The best thing I did was trade my last 80 for a bag of narco! It's not a god send but takes the peel your skin off down a bit! B4, turn you room/ home into a supply house, the last thing you want is to go outside! Several days end try to eat, may have to force it but it helps?
 
I'm a new member too and I've yet to post anything yet because there is so much info in here that pretty much answers any of my questions.
Have you been to NA? When I got sober AA was a life saver because I was able to interact with people who shared my pain.
Are you working? You have the support of your family which is an amazing help.
Have you been to treatment before? I see you don't want to go back on suboxone.
PAWS is a bugger for sure. And I know there's a lot of fear that goes along with getting clean cos we don't want to be uncomfortable.
Everyone says getting proper rest/exercise/diet/vitamins helps with the process.
And of course, talking with, and staying close to, the people who've been where you are will help a lot too.
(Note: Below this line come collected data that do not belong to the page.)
use std::net::SocketAddr;

use axum::{
    extract::{
        ws::{Message, WebSocket, WebSocketUpgrade},
        ConnectInfo, Query, State,
    },
    http::StatusCode,
    response::{IntoResponse, Response},
};
use futures::{Sink, SinkExt, StreamExt};
use serde::Deserialize;

use crate::{
    error::{AppError, Result},
    models::client::Client,
    models::protocol::{ClientMessage, ServerMessage},
    services::error_handler::ErrorContext,
    services::hub::Connection,
    state::AppState,
    validation::pairing::validate_identifier,
};

/// Handshake query parameters of the relay socket.
#[derive(Deserialize, Debug)]
pub struct ConnectParams {
    pub user_id: String,
    pub client_id: Option<String>,
    pub display_name: Option<String>,
}

/// Upgrades `GET /ws/relay` to a relay connection.
///
/// `user_id` is trusted as authenticated by the fronting auth layer.
pub async fn relay_socket(
    ws: WebSocketUpgrade,
    State(state): State<AppState>,
    ConnectInfo(addr): ConnectInfo<SocketAddr>,
    Query(params): Query<ConnectParams>,
) -> Result<Response> {
    validate_identifier("user_id", &params.user_id)?;
    if let Some(client_id) = &params.client_id {
        validate_identifier("client_id", client_id)?;
    }

    let max_message_bytes = state.config.hub.max_message_bytes;
    Ok(ws
        .max_message_size(max_message_bytes)
        .on_upgrade(move |socket| serve_connection(socket, state, params, addr))
        .into_response())
}

/// Liveness probe with hub counters.
pub async fn health(State(state): State<AppState>) -> Result<impl IntoResponse> {
    let clients = state.hub.get_all_clients().await?.len();
    let sessions = state.hub.get_all_sessions().await?.len();
    let body = sonic_rs::to_string(&sonic_rs::json!({
        "status": "ok",
        "clients": clients,
        "sessions": sessions,
    }))?;
    Ok((StatusCode::OK, body))
}

async fn serve_connection(socket: WebSocket, state: AppState, params: ConnectParams, addr: SocketAddr) {
    let (mut sink, mut stream) = socket.split();

    let connection = match state
        .hub
        .register_client(
            &params.user_id,
            params.client_id,
            params.display_name,
            Some(addr.to_string()),
        )
        .await
    {
        Ok(connection) => connection,
        Err(e) => {
            let ctx = ErrorContext {
                operation: "register_client",
                user_id: Some(&params.user_id),
                ..ErrorContext::default()
            };
            let error = state.errors.handle(&e, &ctx);
            let _ = send(&mut sink, &ServerMessage::Error {
                code: error.code,
                message: error.message,
            })
            .await;
            let _ = sink.send(Message::Close(None)).await;
            return;
        }
    };

    let Connection {
        client,
        sender,
        mut receiver,
        closed,
    } = connection;

    let writer_closed = closed.clone();
    let writer = tokio::spawn(async move {
        loop {
            tokio::select! {
                message = receiver.recv() => match message {
                    Some(message) => {
                        if send(&mut sink, &message).await.is_err() {
                            break;
                        }
                    }
                    None => break,
                },
                _ = writer_closed.cancelled() => {
                    // flush what the hub queued before closing
                    while let Ok(message) = receiver.try_recv() {
                        if send(&mut sink, &message).await.is_err() {
                            break;
                        }
                    }
                    let _ = sink.send(Message::Close(None)).await;
                    break;
                }
            }
        }
    });

    let max_message_bytes = state.config.hub.max_message_bytes;
    loop {
        let frame = tokio::select! {
            frame = stream.next() => frame,
            _ = closed.cancelled() => break,
        };

        let text = match frame {
            Some(Ok(Message::Text(text))) => text,
            Some(Ok(Message::Binary(_))) => {
                let reply = reject(
                    &state,
                    &client,
                    "decode_message",
                    None,
                    AppError::Validation("Binary frames are not supported".to_string()),
                );
                let _ = sender.try_send(reply);
                continue;
            }
            Some(Ok(Message::Close(_))) | None => break,
            Some(Ok(_)) => continue,
            Some(Err(e)) => {
                tracing::debug!(client_id = %client.client_id, "WebSocket read failed: {}", e);
                break;
            }
        };

        if text.as_str().len() > max_message_bytes {
            let reply = reject(
                &state,
                &client,
                "decode_message",
                None,
                AppError::Validation(format!("Message exceeds {} bytes", max_message_bytes)),
            );
            let _ = sender.try_send(reply);
            continue;
        }

        let message = match sonic_rs::from_str::<ClientMessage>(text.as_str()) {
            Ok(message) => message,
            Err(e) => {
                let reply = reject(
                    &state,
                    &client,
                    "decode_message",
                    None,
                    AppError::Validation(format!("Malformed message: {}", e)),
                );
                let _ = sender.try_send(reply);
                continue;
            }
        };

        let (operation, session_id) = describe(&message);
        match dispatch(&state, &client, message).await {
            Ok(Some(reply)) => {
                if sender.send(reply).await.is_err() {
                    break;
                }
            }
            Ok(None) => {}
            Err(e) => {
                let reply = reject(&state, &client, operation, session_id.as_deref(), e);
                let _ = sender.try_send(reply);
            }
        }
    }

    if let Err(e) = state.hub.unregister_client(&client.client_id).await {
        tracing::warn!(client_id = %client.client_id, "⚠️ Failed to unregister client: {}", e);
    }
    closed.cancel();
    drop(sender);
    let _ = writer.await;
}

/// Executes one client frame. Pushed messages go through the hub; the return
/// value is the direct reply, if any.
async fn dispatch(state: &AppState, client: &Client, message: ClientMessage) -> Result<Option<ServerMessage>> {
    let client_id = client.client_id.as_str();
    match message {
        ClientMessage::RequestPairing {
            role,
            device_info,
            force,
        } => {
            let result = state
                .hub
                .request_pairing(client_id, &role, device_info, force)
                .await?;
            Ok(Some(ServerMessage::PairingResult(result)))
        }
        ClientMessage::CancelPairing { role } => {
            state.hub.cancel_pairing(client_id, role).await?;
            Ok(Some(state.hub.pairing_status(client_id, Some(role)).await?))
        }
        ClientMessage::PairingStatus { role } => {
            Ok(Some(state.hub.pairing_status(client_id, role).await?))
        }
        ClientMessage::Apdu { session_id, apdu } => {
            let raw = hex::decode(apdu.trim())
                .map_err(|_| AppError::Validation("APDU must be hexadecimal".to_string()))?;
            let sequence = state.hub.relay_apdu(&session_id, client_id, &raw).await?;
            Ok(Some(ServerMessage::RelayAck {
                session_id,
                sequence,
            }))
        }
        ClientMessage::EndSession { session_id } => {
            state.hub.end_session(&session_id, client_id).await?;
            Ok(None)
        }
        ClientMessage::Heartbeat => Ok(Some(ServerMessage::HeartbeatResponse {
            timestamp: state.clock.now().timestamp_millis(),
        })),
    }
}

fn describe(message: &ClientMessage) -> (&'static str, Option<String>) {
    match message {
        ClientMessage::RequestPairing { .. } => ("request_pairing", None),
        ClientMessage::CancelPairing { .. } => ("cancel_pairing", None),
        ClientMessage::PairingStatus { .. } => ("pairing_status", None),
        ClientMessage::Apdu { session_id, .. } => ("relay_apdu", Some(session_id.clone())),
        ClientMessage::EndSession { session_id } => ("end_session", Some(session_id.clone())),
        ClientMessage::Heartbeat => ("heartbeat", None),
    }
}

fn reject(
    state: &AppState,
    client: &Client,
    operation: &str,
    session_id: Option<&str>,
    error: AppError,
) -> ServerMessage {
    let ctx = ErrorContext {
        operation,
        session_id,
        client_id: Some(&client.client_id),
        user_id: Some(&client.user_id),
    };
    let error = state.errors.handle(&error, &ctx);
    ServerMessage::Error {
        code: error.code,
        message: error.message,
    }
}

async fn send<S>(sink: &mut S, message: &ServerMessage) -> std::result::Result<(), ()>
where
    S: Sink<Message> + Unpin,
{
    let json = match sonic_rs::to_string(message) {
        Ok(json) => json,
        Err(e) => {
            tracing::error!("❌ Failed to serialize server message: {}", e);
            return Ok(());
        }
    };
    sink.send(Message::Text(json.into())).await.map_err(|_| ())
}
use std::collections::{HashMap, VecDeque};

use chrono::{DateTime, Timelike, Utc};
use regex::Regex;
use tokio::sync::Mutex;

use crate::clock::SharedClock;
use crate::config::ComplianceConfig;
use crate::error::{AppError, Result};
use crate::models::audit::{AuditRecord, EVENT_BUSINESS_VIOLATION, EVENT_COMPLIANCE_VIOLATION};
use crate::models::compliance::*;
use crate::models::envelope::{ApduDataClass, BusinessData, CommandClass};
use crate::services::audit::AuditRecorder;
use crate::services::error_handler::mask_pan;

const SUSPICIOUS_SEQUENCES: [&str; 2] = [
    "SELECT.*WRITE.*SELECT",
    "AUTHENTICATE.*WRITE.*AUTHENTICATE",
];

/// Result of a single rule before it is folded into a `ComplianceResult`.
enum RuleOutcome {
    Pass,
    Warn(String),
    Fail(ComplianceResult),
}

#[derive(Default)]
struct EngineState {
    violations: HashMap<String, u32>,
    blocked_until: HashMap<String, DateTime<Utc>>,
    history: HashMap<String, VecDeque<CommandClass>>,
}

impl EngineState {
    /// Lifts an expired block as a side effect.
    fn is_blocked(&mut self, user_id: &str, now: DateTime<Utc>) -> Option<DateTime<Utc>> {
        match self.blocked_until.get(user_id).copied() {
            Some(until) if now < until => Some(until),
            Some(_) => {
                self.blocked_until.remove(user_id);
                tracing::info!(user_id, "🔓 User block expired");
                None
            }
            None => None,
        }
    }
}

/// Evaluates relayed data against the rule set and tracks violations per user.
pub struct ComplianceAuditEngine {
    config: ComplianceConfig,
    rules: Vec<ComplianceRule>,
    sequences: Vec<Regex>,
    state: Mutex<EngineState>,
    audit: AuditRecorder,
    clock: SharedClock,
}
Maybe let us know a little more about yourself, your DOC, etc. We can help you find links to threads here on BL.

Best of luck :)
 
After being on everything from tabs to opana. I finally got on suboxone and tapered down over 6 months. Withdrawals were still hell. I'm currently taking 2 weeks off work to stay with my parents. My boss understands and just wants me to get better. Going to my first N/A meeting today, and lucky I'm having my dad go with me because I'm sure he's been before. Staying strong! Feel good today! And thanks for all the responses !
 
How was the meeting. I'm an a AA re-tread (relapser lol) and getting back to AA is always like a breath of fresh air. When I lived in Phoenix I spent a lot of time at an Alano Club that was open during the day to hang out. It was my safe place. Maybe you have something similar in your area. I'm happy you have the support of your parents and that your dad went to the meeting. The first suggestions are "90 meetings in 90 days," "find a homegroup-one you go to mostly, that fits you best," and "get a sponsor-can be temporary until you find someone you like better." And get phone numbers so you can call before you feel like using. It all helps.
 
Welcome to Bluelight.

As just about everyone else mentioned we do not use the term SWIM here.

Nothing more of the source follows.